Scandinavian literature or Nordic literature  is the literature in the languages of the Nordic countries  of Northern Europe. The Nordic countries include Denmark, Finland, Iceland, Norway (including Svalbard), Sweden, and Scandinavia's associated autonomous territories (Åland, Faroe Islands and Greenland). The majority of these nations and regions use North Germanic languages. Although majority of Finns speak Uralic languages, Finnish history and literature are clearly interrelated with those of both Sweden and Norway who have shared control of various areas and who have substantial Sami populations/influences.

These peoples have produced an important and influential literature.  Henrik Ibsen, a Norwegian playwright, was largely responsible for the popularity of modern realistic drama in Europe, with plays like The Wild Duck and A Doll's House.  Nobel prizes for literature, itself a Scandinavian award, have been awarded to Selma Lagerlöf, Verner von Heidenstam, Karl Adolph Gjellerup, Henrik Pontoppidan, Knut Hamsun, Sigrid Undset, Erik Axel Karlfeldt, Frans Eemil Sillanpää, Johannes Vilhelm Jensen, Pär Lagerkvist, Halldór Laxness, Nelly Sachs, Eyvind Johnson, Harry Martinson, and Tomas Tranströmer.
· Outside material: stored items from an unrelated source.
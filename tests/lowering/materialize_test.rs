#[cfg(test)]
mod tests {
    use std::sync::{Arc, Mutex};

    use cricket::lowering::{MaterializationError, Materializer};
    use cricket::makers::{CountMaker, MakerError, MakerResult, MetricMaker};
    use cricket::mdl;
    use cricket::naming::TempNameGenerator;
    use cricket::plan::{
        Aggregation, ArithmeticFn, Dimension, PostAggregation, QueryFilter, RealizedMetric,
    };
    use cricket::registry::{
        DimensionDictionary, MakerDictionary, MetricDictionary, MetricScope,
    };

    /// Records every invocation; realizes each call as a count aggregation.
    #[derive(Default)]
    struct CaptureMaker {
        arity: usize,
        calls: Mutex<Vec<(String, Vec<String>)>>,
    }

    impl CaptureMaker {
        fn with_arity(arity: usize) -> CaptureMaker {
            CaptureMaker {
                arity,
                calls: Mutex::new(Vec::new()),
            }
        }

        fn calls(&self) -> Vec<(String, Vec<String>)> {
            self.calls.lock().unwrap().clone()
        }
    }

    impl MetricMaker for CaptureMaker {
        fn arity(&self) -> usize {
            self.arity
        }

        fn make(
            &self,
            name: &str,
            dependencies: &[String],
            _scope: &MetricScope<'_>,
        ) -> MakerResult<RealizedMetric> {
            self.calls
                .lock()
                .unwrap()
                .push((name.to_string(), dependencies.to_vec()));
            Ok(RealizedMetric::from_aggregation(Aggregation::Count {
                name: name.to_string(),
            }))
        }
    }

    /// Sums its dependencies' outputs; resolves them through the scope.
    struct SumOfMaker;

    impl MetricMaker for SumOfMaker {
        fn arity(&self) -> usize {
            2
        }

        fn make(
            &self,
            name: &str,
            dependencies: &[String],
            scope: &MetricScope<'_>,
        ) -> MakerResult<RealizedMetric> {
            let mut result = RealizedMetric {
                name: name.to_string(),
                aggregations: Vec::new(),
                post_aggregations: Vec::new(),
            };
            let mut fields = Vec::new();
            for dep in dependencies {
                let metric = scope.lookup(dep).ok_or_else(|| {
                    MakerError::UnresolvedDependency {
                        maker: "sumOf".to_string(),
                        name: dep.clone(),
                    }
                })?;
                result.merge_aggregations(metric);
                fields.push(metric.output_field());
            }
            result.post_aggregations = vec![PostAggregation::Arithmetic {
                name: name.to_string(),
                func: ArithmeticFn::Plus,
                fields,
            }];
            Ok(result)
        }
    }

    fn long_sum(name: &str, field: &str) -> RealizedMetric {
        RealizedMetric::from_aggregation(Aggregation::LongSum {
            name: name.to_string(),
            field_name: field.to_string(),
        })
    }

    fn base_metrics() -> MetricDictionary {
        let mut metrics = MetricDictionary::new();
        metrics.register("clicks", long_sum("clicks", "click_count"));
        metrics.register("impressions", long_sum("impressions", "impression_count"));
        metrics
    }

    #[test]
    fn test_named_dependency_passes_its_own_name() {
        let mut metrics = base_metrics();
        let capture = Arc::new(CaptureMaker::with_arity(1));
        let mut makers = MakerDictionary::new();
        makers.register("dayAvg", capture.clone() as Arc<dyn MetricMaker>);
        let dimensions = DimensionDictionary::new();
        let namer = TempNameGenerator::new();

        let root = mdl::parse("dayAvg(clicks)").unwrap();
        Materializer::new(&mut metrics, &makers, &dimensions, &namer)
            .materialize("daily_clicks", &root)
            .unwrap();

        // A dependency that is already a registered metric is passed by its
        // own name; no scratch name is consumed.
        assert_eq!(
            capture.calls(),
            vec![("daily_clicks".to_string(), vec!["clicks".to_string()])]
        );
        assert_eq!(namer.next_name(), "__temp_metric_0");
    }

    #[test]
    fn test_anonymous_dependency_gets_scratch_name_and_temp_entry() {
        let mut metrics = base_metrics();
        let mut makers = MakerDictionary::new();
        makers.register("sumOf", Arc::new(SumOfMaker) as Arc<dyn MetricMaker>);
        let dimensions = DimensionDictionary::new();
        let namer = TempNameGenerator::new();

        let root = mdl::parse("sumOf(clicks * 2, impressions)").unwrap();
        let realized = Materializer::new(&mut metrics, &makers, &dimensions, &namer)
            .materialize("combined", &root)
            .unwrap();

        // The first argument is anonymous: realized under a scratch name,
        // registered in the temp dictionary, and resolved by the maker
        // through the scope. The temp entry never reaches the permanent
        // dictionary.
        assert_eq!(realized.name, "combined");
        assert_eq!(realized.aggregations.len(), 2);
        assert!(!metrics.contains("__temp_metric_0"));
        assert!(metrics.contains("combined"));

        match &realized.post_aggregations[0] {
            PostAggregation::Arithmetic { func, fields, .. } => {
                assert_eq!(*func, ArithmeticFn::Plus);
                assert_eq!(fields.len(), 2);
                // The scratch intermediate's output is its arithmetic
                // post-aggregation, inlined by the maker.
                assert!(matches!(
                    &fields[0],
                    PostAggregation::Arithmetic { name, .. } if name == "__temp_metric_0"
                ));
            }
            other => panic!("expected arithmetic post-aggregation, got {:?}", other),
        }
    }

    #[test]
    fn test_scratch_names_stay_unique_across_compiles() {
        let mut metrics = base_metrics();
        let capture = Arc::new(CaptureMaker::with_arity(1));
        let mut makers = MakerDictionary::new();
        makers.register("dayAvg", capture.clone() as Arc<dyn MetricMaker>);
        let dimensions = DimensionDictionary::new();
        let namer = TempNameGenerator::new();

        for name in ["m0", "m1", "m2"] {
            let root = mdl::parse("dayAvg(clicks + 1)").unwrap();
            Materializer::new(&mut metrics, &makers, &dimensions, &namer)
                .materialize(name, &root)
                .unwrap();
        }

        // Each compile realizes `clicks + 1` under a fresh scratch name
        // (the constant consumes one as well); names are monotonic and
        // never collide across compiles sharing the generator.
        let dep_names: Vec<String> = capture
            .calls()
            .into_iter()
            .map(|(_, deps)| deps[0].clone())
            .collect();
        assert_eq!(
            dep_names,
            vec![
                "__temp_metric_0".to_string(),
                "__temp_metric_2".to_string(),
                "__temp_metric_4".to_string(),
            ]
        );
    }

    #[test]
    fn test_arity_mismatch_is_a_materialization_error() {
        let mut metrics = base_metrics();
        let mut makers = MakerDictionary::new();
        makers.register(
            "dayAvg",
            Arc::new(CaptureMaker::with_arity(1)) as Arc<dyn MetricMaker>,
        );
        let dimensions = DimensionDictionary::new();
        let namer = TempNameGenerator::new();

        let root = mdl::parse("dayAvg(clicks, impressions)").unwrap();
        let err = Materializer::new(&mut metrics, &makers, &dimensions, &namer)
            .materialize("broken", &root)
            .unwrap_err();
        assert_eq!(
            err,
            MaterializationError::Maker(MakerError::ArityMismatch {
                maker: "dayAvg".to_string(),
                expected: 1,
                actual: 2,
            })
        );
    }

    #[test]
    fn test_zero_arity_maker() {
        let mut metrics = MetricDictionary::new();
        let mut makers = MakerDictionary::new();
        makers.register("rowCount", Arc::new(CountMaker) as Arc<dyn MetricMaker>);
        let dimensions = DimensionDictionary::new();
        let namer = TempNameGenerator::new();

        let root = mdl::parse("rowCount()").unwrap();
        let realized = Materializer::new(&mut metrics, &makers, &dimensions, &namer)
            .materialize("events", &root)
            .unwrap();
        assert_eq!(
            realized.aggregations,
            vec![Aggregation::Count {
                name: "events".to_string(),
            }]
        );
    }

    #[test]
    fn test_compound_filter_lowering() {
        let mut metrics = base_metrics();
        let makers = MakerDictionary::new();
        let mut dimensions = DimensionDictionary::new();
        dimensions.register(Dimension::with_physical_name("country", "country_iso"));
        dimensions.register(Dimension::new("platform"));
        let namer = TempNameGenerator::new();

        let root = mdl::parse("clicks | (country == US && platform == 'web')").unwrap();
        let realized = Materializer::new(&mut metrics, &makers, &dimensions, &namer)
            .materialize("us_web_clicks", &root)
            .unwrap();

        match &realized.aggregations[0] {
            Aggregation::Filtered { filter, .. } => {
                assert_eq!(
                    filter,
                    &QueryFilter::And {
                        fields: vec![
                            QueryFilter::Selector {
                                dimension: "country_iso".to_string(),
                                value: "US".to_string(),
                            },
                            QueryFilter::Selector {
                                dimension: "platform".to_string(),
                                value: "web".to_string(),
                            },
                        ],
                    }
                );
            }
            other => panic!("expected a filtered aggregation, got {:?}", other),
        }
    }

    #[test]
    fn test_compiled_fragment_wire_shape() {
        let mut metrics = base_metrics();
        let makers = MakerDictionary::new();
        let dimensions = DimensionDictionary::new();
        let namer = TempNameGenerator::new();

        let root = mdl::parse("clicks / impressions").unwrap();
        let realized = Materializer::new(&mut metrics, &makers, &dimensions, &namer)
            .materialize("ctr", &root)
            .unwrap();

        let json = serde_json::to_value(&realized).unwrap();
        assert_eq!(
            json,
            serde_json::json!({
                "name": "ctr",
                "aggregations": [
                    {"type": "longSum", "name": "clicks", "fieldName": "click_count"},
                    {"type": "longSum", "name": "impressions", "fieldName": "impression_count"},
                ],
                "post_aggregations": [{
                    "type": "arithmetic",
                    "name": "ctr",
                    "fn": "/",
                    "fields": [
                        {"type": "fieldAccess", "name": "clicks", "fieldName": "clicks"},
                        {"type": "fieldAccess", "name": "impressions", "fieldName": "impressions"},
                    ],
                }],
            })
        );
    }
}
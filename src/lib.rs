//! # Cricket
//!
//! A metric definition language compiler for OLAP query-serving layers.
//!
//! ## Architecture
//!
//! Cricket turns human-authored metric expressions into the query-plan
//! fragments a downstream query engine attaches to outbound analytical
//! queries:
//!
//! ```text
//! ┌─────────────────────────────────────────────────────────┐
//! │            MDL (Metric Definition Language)              │
//! │   revenue - cost   dayAvg(clicks)   x | country == US    │
//! └─────────────────────────────────────────────────────────┘
//!                          │
//!                          ▼ [lexer]
//! ┌─────────────────────────────────────────────────────────┐
//! │                    Token stream                          │
//! └─────────────────────────────────────────────────────────┘
//!                          │
//!                          ▼ [parser - shunting yard]
//! ┌─────────────────────────────────────────────────────────┐
//! │              Operand tree (metric/filter views)          │
//! └─────────────────────────────────────────────────────────┘
//!                          │
//!                          ▼ [materializer + dictionaries]
//! ┌─────────────────────────────────────────────────────────┐
//! │      RealizedMetric (aggregations, post-aggs, filters)   │
//! └─────────────────────────────────────────────────────────┘
//! ```
//!
//! The service layer exposing compiled metrics, the wire client for the
//! backing engine, and configuration loading are external collaborators;
//! this crate is the compiler and the registries it resolves against.

pub mod compile;
pub mod lowering;
pub mod makers;
pub mod mdl;
pub mod naming;
pub mod plan;
pub mod registry;

/// Re-exports for convenient usage.
pub mod prelude {
    pub use crate::compile::{compile_metric, CompileError, CompileResult, MetricCompiler};
    pub use crate::lowering::{MaterializationError, Materializer};
    pub use crate::makers::{MakerError, MetricMaker};
    pub use crate::mdl::{
        lex, ArithmeticOp, FilterKind, LexError, Lexeme, Literal, Operand, Operator, ParseError,
        Parser, Precedence, TokenKind,
    };
    pub use crate::naming::{scratch_names, TempNameGenerator};
    pub use crate::plan::{
        Aggregation, ArithmeticFn, Dimension, PostAggregation, QueryFilter, RealizedMetric,
    };
    pub use crate::registry::{
        DimensionDictionary, MakerDictionary, MetricDictionary, MetricScope, TempDictionary,
    };
}

// Also export the dictionaries and the compile entry at the crate root for
// convenience.
pub use compile::{compile_metric, MetricCompiler};
pub use plan::RealizedMetric;
pub use registry::{DimensionDictionary, MakerDictionary, MetricDictionary, TempDictionary};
Medieval Scandinavian literature
In medieval times Scandinavia shared first Proto-Norse and then Old Norse as a common language. The earliest written records from Scandinavia are runic inscriptions on memorial stones and other objects. Some of those contain allusions to Norse mythology and even short poems in alliterative verse. The best known example is the elaborate Rök runestone (ca. 800) which alludes to legends from the migration age. The oldest of the Eddic poems are believed to have been composed in the 9th century, though they are only preserved in 13th-century manuscripts. They tell of the myths and heroic legends of Scandinavia. Skaldic poetry is mostly preserved in late manuscripts but was preserved orally from the 9th century onwards, and also appears on runestones, such as the Karlevi Runestone.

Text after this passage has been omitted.